> **Problem to work on**
Which lines in the records below contain the word "RelayHarness"? Copy each one out.

--------------------

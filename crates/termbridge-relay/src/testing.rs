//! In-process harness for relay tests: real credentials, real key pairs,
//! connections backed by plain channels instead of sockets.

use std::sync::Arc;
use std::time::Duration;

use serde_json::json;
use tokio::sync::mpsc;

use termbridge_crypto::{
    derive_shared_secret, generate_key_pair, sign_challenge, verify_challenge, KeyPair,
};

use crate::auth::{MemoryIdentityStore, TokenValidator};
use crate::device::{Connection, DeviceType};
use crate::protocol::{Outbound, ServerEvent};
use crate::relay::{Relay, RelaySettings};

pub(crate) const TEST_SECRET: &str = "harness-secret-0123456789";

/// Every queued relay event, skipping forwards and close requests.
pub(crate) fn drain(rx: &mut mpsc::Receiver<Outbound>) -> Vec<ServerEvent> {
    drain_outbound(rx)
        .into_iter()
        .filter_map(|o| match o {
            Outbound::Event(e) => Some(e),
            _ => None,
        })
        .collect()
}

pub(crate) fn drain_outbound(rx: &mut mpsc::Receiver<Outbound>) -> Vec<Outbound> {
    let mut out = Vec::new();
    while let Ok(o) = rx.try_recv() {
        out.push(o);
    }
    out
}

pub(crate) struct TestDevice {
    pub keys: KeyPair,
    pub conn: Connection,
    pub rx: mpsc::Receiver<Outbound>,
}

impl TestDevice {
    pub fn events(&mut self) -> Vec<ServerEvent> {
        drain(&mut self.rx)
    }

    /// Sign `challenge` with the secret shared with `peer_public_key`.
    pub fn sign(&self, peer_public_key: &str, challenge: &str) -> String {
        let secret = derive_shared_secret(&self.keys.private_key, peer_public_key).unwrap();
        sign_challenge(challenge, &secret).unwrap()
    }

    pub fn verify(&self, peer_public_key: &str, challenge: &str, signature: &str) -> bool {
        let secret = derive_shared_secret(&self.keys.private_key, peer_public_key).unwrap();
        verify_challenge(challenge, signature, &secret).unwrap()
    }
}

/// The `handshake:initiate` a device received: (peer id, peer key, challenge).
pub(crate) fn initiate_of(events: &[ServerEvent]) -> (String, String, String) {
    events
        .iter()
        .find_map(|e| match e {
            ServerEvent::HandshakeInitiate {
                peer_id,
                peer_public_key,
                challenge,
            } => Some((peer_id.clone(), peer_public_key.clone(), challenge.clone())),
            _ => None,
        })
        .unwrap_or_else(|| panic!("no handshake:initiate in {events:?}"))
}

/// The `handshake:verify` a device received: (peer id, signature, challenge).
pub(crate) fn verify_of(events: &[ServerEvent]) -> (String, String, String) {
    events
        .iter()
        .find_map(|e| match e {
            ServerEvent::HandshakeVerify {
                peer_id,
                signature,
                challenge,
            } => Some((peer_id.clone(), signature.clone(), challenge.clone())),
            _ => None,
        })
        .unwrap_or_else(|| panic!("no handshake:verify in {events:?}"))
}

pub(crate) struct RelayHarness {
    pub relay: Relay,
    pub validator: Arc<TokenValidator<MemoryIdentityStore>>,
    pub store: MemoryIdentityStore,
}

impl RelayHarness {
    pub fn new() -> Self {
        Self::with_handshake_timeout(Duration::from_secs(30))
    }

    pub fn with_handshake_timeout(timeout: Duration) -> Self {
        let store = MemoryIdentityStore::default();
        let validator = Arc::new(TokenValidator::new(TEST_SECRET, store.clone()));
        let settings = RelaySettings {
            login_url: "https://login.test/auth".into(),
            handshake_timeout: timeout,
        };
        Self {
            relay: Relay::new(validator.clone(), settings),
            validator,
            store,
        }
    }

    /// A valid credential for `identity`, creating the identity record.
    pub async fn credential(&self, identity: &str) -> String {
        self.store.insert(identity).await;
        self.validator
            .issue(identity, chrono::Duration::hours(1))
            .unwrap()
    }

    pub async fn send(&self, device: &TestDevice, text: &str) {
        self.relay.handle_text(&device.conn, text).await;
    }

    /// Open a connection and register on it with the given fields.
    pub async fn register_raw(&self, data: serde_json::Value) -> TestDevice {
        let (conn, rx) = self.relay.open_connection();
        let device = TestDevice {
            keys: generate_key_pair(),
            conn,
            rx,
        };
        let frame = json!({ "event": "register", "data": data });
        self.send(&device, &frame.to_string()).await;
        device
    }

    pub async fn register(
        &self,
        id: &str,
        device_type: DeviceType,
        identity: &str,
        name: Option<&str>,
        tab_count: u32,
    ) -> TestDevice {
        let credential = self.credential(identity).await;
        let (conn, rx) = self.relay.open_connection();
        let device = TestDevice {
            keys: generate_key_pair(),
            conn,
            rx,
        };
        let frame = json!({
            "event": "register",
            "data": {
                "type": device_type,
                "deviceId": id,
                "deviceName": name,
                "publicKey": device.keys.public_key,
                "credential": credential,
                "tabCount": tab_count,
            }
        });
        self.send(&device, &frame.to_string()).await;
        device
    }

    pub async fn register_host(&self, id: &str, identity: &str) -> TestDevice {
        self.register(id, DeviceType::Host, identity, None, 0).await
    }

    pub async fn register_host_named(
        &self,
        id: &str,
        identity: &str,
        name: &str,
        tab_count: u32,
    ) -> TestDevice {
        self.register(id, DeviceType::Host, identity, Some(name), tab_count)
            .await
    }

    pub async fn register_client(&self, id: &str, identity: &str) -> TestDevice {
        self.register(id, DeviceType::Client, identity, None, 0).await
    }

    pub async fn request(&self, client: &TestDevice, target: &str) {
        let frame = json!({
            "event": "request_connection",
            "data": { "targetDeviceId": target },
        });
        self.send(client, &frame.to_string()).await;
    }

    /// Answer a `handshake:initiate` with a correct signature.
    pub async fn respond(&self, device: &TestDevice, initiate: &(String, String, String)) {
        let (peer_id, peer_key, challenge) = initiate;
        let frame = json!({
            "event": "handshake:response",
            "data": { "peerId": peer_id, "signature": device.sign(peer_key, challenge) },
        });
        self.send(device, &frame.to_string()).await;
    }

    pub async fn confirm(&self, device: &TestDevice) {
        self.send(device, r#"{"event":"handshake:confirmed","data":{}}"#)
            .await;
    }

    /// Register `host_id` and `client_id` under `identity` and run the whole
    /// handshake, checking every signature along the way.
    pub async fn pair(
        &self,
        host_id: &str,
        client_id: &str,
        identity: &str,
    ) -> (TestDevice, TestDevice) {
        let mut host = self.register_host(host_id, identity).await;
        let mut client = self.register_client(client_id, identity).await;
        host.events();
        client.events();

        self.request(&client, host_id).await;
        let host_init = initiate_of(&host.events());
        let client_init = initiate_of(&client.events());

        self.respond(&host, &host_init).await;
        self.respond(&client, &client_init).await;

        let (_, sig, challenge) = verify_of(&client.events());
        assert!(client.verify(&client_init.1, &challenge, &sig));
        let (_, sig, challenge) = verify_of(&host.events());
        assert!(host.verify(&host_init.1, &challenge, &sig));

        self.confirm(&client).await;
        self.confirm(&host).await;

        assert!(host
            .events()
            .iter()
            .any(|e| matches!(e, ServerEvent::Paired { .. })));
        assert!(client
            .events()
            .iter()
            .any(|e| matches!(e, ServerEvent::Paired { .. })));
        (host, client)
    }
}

--------------------

> **Response for this exercise**
pub(crate) struct RelayHarness {
impl RelayHarness {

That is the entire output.